Fireproof Chickens

Finally took time to stay in the kitchen for a bit today and soak in the all the wonderful character. Freaya, Nissy and I had the privilege of private African cooking lessons from Sulemein, ever patient and all knowing when it comes to the kitchen. We ducked into the mud structure with billowing smoke pouring out the door around 10am, at least 3-4 full hours after Sulemein began her day by walking 2 hours just to reach Maisha and prepare our lunch. A plethora of garden fresh ingredients were ready for us to start chopping including beautiful red vine ripened tomatoes, massive bunches of earthy cilantro, tangawezi (ginger), garlic, green bell peppers, shallots, carrots, giant avocados and limes (which they call lemons). Dough was rising ready to be made into chapati. The tools are limited and technique is not what I’d call safe, but learned a few new things. The heart of the story was the interaction of the people.

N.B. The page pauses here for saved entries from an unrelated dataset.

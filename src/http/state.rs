use crate::config::Config;
use crate::transcribe::TranscriptionAdapter;
use std::sync::Arc;
use tokio::sync::Mutex;

/// Shared application state for HTTP handlers
#[derive(Clone)]
pub struct AppState {
    pub config: Arc<Config>,

    /// The transcription engine behind its adapter seam
    pub adapter: Arc<dyn TranscriptionAdapter>,

    /// Single-flight guard: one folder batch at a time, so two runs never
    /// race on the same pending files
    pub batch_guard: Arc<Mutex<()>>,
}

impl AppState {
    pub fn new(config: Config, adapter: Arc<dyn TranscriptionAdapter>) -> Self {
        Self {
            config: Arc::new(config),
            adapter,
            batch_guard: Arc::new(Mutex::new(())),
        }
    }
}
use anyhow::{Context, Result};
use serde::Deserialize;
use std::path::{Path, PathBuf};

#[derive(Debug, Clone, Deserialize)]
pub struct Config {
    pub service: ServiceConfig,
    pub folders: FoldersConfig,
    pub transcription: TranscriptionConfig,
}

#[derive(Debug, Clone, Deserialize)]
pub struct ServiceConfig {
    pub name: String,
    pub http: HttpConfig,
}

#[derive(Debug, Clone, Deserialize)]
pub struct HttpConfig {
    pub bind: String,
    pub port: u16,
    /// Directory served as the static frontend
    pub static_dir: String,
}

/// The three well-known directories of the ingestion pipeline.
/// Recordings land in `pending`, text output goes to `transcribed`,
/// processed sources move to `archived`.
#[derive(Debug, Clone, Deserialize)]
pub struct FoldersConfig {
    pub pending: PathBuf,
    pub transcribed: PathBuf,
    pub archived: PathBuf,
}

#[derive(Debug, Clone, Deserialize)]
pub struct TranscriptionConfig {
    pub default_language: String,
    pub default_model: String,
    /// Directory holding ggml model files (`ggml-<name>.bin`)
    pub models_dir: PathBuf,
    /// Seconds between the two size samples of the stability scan
    pub settle_secs: u64,
}

impl FoldersConfig {
    /// Create all three directories if they don't exist yet.
    pub async fn ensure(&self) -> Result<()> {
        for dir in [&self.pending, &self.transcribed, &self.archived] {
            tokio::fs::create_dir_all(dir)
                .await
                .with_context(|| format!("Failed to create directory {}", dir.display()))?;
        }
        Ok(())
    }
}

impl Config {
    /// Load configuration from an optional TOML file, falling back to
    /// built-in defaults for anything the file doesn't set.
    pub fn load(path: &str) -> Result<Self> {
        let settings = config::Config::builder()
            .set_default("service.name", "lectern")?
            .set_default("service.http.bind", "0.0.0.0")?
            .set_default("service.http.port", 8000)?
            .set_default("service.http.static_dir", "static")?
            .set_default("folders.pending", "data/pending")?
            .set_default("folders.transcribed", "data/transcribed")?
            .set_default("folders.archived", "data/archived")?
            .set_default("transcription.default_language", "es-chile")?
            .set_default("transcription.default_model", "large-v3-turbo")?
            .set_default("transcription.models_dir", "models")?
            .set_default("transcription.settle_secs", 1)?
            .add_source(config::File::with_name(path).required(false))
            .build()?;

        Ok(settings.try_deserialize()?)
    }
}

/// Audio extensions the pipeline accepts, matched case-insensitively.
pub const ALLOWED_EXTENSIONS: [&str; 3] = ["m4a", "mp3", "wav"];

/// Whether a path carries one of the allowed audio extensions.
pub fn has_allowed_extension(path: &Path) -> bool {
    path.extension()
        .and_then(|e| e.to_str())
        .map(|e| ALLOWED_EXTENSIONS.contains(&e.to_ascii_lowercase().as_str()))
        .unwrap_or(false)
}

As Nissy began cutting the shallots, the ladies in the kitchen all started commenting we were about to see her “tears of joy.” Surely enough they began soon after. Freaya began rolling out the chapati (like tortillas) which takes a little practice and Sulemein requested a story to pass the time. What came out brought tears to my eyes. Freaya related how after their great-grandfather converted to Christianity, he fasted for 40 days and had a dream that he was supposed to go to Africa. He obediently bought the airline tickets but passed away before the date arrived to travel. Now, almost 60 years later, Freaya, Nissy and a whole group of their cousins are here in Kenya at Maisha living out his dream!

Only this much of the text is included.